** DATA UNDER STUDY follows **

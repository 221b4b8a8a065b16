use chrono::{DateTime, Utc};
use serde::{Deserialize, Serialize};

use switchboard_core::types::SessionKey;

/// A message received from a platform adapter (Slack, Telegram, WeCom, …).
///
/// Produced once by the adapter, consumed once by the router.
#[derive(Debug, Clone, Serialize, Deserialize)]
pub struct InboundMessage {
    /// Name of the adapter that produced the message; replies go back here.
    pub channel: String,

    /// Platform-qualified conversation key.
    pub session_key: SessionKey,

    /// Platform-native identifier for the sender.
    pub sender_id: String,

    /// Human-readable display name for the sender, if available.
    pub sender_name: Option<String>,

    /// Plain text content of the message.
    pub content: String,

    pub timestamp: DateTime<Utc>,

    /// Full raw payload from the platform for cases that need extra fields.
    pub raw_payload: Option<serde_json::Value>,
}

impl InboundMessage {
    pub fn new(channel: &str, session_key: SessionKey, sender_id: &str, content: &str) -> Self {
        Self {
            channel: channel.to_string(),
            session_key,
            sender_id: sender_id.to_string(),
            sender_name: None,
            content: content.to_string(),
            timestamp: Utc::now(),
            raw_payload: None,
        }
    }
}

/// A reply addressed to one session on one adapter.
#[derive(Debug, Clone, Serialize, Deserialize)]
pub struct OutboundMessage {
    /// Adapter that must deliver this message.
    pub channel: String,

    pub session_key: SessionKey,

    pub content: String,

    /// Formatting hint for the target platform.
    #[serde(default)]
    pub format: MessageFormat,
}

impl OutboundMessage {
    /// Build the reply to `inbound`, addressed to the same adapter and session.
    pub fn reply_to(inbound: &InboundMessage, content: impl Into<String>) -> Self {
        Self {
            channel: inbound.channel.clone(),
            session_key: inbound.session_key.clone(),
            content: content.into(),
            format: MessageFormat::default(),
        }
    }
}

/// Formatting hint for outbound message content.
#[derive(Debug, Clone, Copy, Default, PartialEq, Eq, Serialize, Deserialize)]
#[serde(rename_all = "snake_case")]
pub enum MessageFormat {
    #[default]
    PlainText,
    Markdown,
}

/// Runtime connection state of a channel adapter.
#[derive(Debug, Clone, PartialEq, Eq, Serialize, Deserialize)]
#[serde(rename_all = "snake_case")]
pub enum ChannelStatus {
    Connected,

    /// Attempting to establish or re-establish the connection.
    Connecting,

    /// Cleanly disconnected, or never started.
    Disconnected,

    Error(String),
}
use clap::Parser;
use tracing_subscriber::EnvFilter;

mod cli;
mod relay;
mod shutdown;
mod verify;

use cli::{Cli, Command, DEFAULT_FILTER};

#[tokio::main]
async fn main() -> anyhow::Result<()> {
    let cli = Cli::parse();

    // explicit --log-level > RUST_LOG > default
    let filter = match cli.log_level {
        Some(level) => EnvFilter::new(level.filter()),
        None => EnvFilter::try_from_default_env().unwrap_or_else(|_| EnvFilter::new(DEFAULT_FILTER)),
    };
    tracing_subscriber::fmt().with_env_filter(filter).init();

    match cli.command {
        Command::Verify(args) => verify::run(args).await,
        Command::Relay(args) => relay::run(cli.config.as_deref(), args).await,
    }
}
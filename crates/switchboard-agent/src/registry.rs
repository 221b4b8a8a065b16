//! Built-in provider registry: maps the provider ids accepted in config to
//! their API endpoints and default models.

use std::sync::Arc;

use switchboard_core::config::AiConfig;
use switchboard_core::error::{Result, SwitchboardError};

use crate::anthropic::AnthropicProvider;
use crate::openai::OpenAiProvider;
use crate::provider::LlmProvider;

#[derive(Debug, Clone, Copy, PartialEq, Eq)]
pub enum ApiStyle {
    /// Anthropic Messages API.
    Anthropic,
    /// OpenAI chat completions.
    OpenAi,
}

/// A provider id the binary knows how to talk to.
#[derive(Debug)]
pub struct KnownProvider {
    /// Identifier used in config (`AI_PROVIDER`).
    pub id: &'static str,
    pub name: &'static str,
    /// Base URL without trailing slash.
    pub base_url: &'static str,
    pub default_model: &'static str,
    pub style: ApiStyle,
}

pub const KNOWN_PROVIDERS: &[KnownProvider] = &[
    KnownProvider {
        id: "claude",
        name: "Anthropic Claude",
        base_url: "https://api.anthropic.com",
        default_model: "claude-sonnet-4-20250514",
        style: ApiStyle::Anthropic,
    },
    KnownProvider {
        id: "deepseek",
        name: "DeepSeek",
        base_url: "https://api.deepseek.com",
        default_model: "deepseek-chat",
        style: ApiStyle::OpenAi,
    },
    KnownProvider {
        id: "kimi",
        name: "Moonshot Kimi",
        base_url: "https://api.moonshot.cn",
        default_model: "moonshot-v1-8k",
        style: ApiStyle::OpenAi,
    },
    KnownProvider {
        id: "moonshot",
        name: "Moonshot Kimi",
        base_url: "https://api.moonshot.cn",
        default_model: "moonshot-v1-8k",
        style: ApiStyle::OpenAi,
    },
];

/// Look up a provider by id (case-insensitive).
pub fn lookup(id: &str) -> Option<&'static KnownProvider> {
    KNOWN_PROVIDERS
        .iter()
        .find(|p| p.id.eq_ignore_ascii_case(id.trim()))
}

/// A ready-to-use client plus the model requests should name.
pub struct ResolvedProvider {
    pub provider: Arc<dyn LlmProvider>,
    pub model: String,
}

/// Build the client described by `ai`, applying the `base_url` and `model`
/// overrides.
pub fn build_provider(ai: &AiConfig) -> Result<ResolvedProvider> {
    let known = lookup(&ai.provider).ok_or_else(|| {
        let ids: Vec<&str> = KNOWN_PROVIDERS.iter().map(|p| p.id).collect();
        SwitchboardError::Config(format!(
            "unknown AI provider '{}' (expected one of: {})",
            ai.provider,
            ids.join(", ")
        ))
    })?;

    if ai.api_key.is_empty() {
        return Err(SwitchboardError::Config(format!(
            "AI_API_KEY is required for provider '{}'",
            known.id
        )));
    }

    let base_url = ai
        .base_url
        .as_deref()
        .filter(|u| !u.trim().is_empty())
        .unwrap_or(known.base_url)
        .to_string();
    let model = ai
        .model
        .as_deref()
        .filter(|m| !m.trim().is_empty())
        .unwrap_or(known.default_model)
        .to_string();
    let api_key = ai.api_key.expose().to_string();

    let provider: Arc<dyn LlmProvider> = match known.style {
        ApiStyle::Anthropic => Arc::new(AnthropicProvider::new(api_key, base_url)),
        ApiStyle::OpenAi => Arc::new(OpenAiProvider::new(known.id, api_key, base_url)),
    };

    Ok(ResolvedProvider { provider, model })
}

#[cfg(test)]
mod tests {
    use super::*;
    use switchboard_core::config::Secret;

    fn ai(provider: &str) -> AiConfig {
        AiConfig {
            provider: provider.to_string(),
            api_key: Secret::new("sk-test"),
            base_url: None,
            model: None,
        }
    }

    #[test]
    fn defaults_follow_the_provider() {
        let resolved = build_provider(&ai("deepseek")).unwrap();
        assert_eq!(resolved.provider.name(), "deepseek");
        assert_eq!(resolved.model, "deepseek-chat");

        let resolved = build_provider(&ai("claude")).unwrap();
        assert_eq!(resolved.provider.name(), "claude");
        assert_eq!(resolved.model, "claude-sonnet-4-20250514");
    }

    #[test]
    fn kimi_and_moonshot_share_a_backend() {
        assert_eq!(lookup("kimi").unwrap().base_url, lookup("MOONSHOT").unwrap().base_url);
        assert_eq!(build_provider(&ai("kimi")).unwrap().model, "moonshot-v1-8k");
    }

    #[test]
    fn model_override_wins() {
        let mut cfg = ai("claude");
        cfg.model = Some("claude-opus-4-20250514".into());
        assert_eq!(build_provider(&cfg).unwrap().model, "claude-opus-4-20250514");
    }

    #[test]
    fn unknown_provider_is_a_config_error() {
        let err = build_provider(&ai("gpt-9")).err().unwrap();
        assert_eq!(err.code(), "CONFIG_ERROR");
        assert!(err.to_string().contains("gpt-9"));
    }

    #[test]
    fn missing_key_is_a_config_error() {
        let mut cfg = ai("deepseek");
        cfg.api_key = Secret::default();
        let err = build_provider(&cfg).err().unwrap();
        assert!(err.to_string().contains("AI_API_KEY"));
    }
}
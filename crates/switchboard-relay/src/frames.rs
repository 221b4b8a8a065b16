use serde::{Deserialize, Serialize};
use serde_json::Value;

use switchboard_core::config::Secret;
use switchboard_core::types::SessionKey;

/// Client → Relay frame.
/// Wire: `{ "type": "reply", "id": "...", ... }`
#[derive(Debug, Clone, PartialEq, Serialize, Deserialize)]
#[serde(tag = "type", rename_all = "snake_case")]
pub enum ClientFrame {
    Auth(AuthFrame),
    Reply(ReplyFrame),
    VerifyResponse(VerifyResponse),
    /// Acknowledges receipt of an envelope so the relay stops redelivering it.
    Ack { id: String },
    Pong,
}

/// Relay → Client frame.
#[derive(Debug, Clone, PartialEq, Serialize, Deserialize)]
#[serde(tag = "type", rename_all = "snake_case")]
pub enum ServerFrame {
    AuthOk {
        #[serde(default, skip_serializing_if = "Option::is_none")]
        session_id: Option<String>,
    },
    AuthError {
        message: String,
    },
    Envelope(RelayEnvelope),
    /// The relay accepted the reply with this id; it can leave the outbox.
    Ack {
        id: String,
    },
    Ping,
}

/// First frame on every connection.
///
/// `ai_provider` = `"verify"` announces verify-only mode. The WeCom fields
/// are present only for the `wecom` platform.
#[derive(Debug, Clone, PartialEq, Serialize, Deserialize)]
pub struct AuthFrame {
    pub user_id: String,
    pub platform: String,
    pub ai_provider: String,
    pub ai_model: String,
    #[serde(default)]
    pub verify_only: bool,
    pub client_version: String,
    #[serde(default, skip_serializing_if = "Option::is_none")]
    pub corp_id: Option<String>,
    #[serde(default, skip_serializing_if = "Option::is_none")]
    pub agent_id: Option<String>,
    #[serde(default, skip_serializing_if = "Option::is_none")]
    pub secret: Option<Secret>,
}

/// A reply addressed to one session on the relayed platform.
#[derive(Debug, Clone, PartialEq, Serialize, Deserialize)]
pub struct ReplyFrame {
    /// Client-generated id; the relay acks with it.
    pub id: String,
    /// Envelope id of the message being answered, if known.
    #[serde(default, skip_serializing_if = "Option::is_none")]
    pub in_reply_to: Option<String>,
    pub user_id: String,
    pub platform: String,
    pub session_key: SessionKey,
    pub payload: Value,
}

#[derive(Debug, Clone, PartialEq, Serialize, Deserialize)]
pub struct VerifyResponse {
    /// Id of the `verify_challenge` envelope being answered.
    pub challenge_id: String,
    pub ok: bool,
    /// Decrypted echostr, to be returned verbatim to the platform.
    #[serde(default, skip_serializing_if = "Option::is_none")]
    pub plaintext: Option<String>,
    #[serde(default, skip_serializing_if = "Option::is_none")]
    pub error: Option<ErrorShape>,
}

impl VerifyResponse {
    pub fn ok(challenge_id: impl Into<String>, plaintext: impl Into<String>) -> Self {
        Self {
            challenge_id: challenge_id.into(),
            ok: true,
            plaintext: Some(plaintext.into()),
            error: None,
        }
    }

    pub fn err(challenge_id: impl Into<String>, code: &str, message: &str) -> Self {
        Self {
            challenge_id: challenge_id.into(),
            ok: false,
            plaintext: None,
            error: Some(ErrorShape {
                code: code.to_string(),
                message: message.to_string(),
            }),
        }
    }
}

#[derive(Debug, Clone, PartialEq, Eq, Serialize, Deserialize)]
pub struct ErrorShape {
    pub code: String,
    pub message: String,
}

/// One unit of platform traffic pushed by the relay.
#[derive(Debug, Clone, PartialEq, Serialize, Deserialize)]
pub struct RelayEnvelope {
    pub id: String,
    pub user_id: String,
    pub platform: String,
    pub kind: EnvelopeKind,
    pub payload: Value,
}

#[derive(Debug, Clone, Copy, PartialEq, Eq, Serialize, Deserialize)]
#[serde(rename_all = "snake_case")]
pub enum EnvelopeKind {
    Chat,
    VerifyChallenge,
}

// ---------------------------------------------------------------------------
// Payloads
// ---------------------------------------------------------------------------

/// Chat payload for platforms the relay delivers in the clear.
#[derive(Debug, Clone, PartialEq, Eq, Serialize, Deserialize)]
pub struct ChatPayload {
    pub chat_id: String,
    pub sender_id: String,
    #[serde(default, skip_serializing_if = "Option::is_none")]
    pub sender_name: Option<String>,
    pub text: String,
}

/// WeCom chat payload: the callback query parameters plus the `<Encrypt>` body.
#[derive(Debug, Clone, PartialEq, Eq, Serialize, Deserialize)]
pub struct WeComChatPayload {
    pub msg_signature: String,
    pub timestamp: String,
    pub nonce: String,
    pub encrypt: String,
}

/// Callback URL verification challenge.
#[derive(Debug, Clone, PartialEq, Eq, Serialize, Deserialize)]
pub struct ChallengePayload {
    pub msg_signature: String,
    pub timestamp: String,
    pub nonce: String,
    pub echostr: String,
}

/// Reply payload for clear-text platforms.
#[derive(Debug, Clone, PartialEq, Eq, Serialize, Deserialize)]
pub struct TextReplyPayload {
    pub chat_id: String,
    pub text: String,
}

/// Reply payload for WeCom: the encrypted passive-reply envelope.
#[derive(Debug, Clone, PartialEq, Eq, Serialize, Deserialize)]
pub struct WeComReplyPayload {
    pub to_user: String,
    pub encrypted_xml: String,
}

** End of DATA UNDER STUDY **

# THE TASK
An exact copy of the lines above, from the one containing "pub enum ApiStyle" through the one containing "pub default_model: &'static", is the whole of the answer.

# SOLUTION TO THE PROBLEM
pub enum ApiStyle {
    /// Anthropic Messages API.
    Anthropic,
    /// OpenAI chat completions.
    OpenAi,
}

/// A provider id the binary knows how to talk to.
#[derive(Debug)]
pub struct KnownProvider {
    /// Identifier used in config (`AI_PROVIDER`).
    pub id: &'static str,
    pub name: &'static str,
    /// Base URL without trailing slash.
    pub base_url: &'static str,
    pub default_model: &'static str,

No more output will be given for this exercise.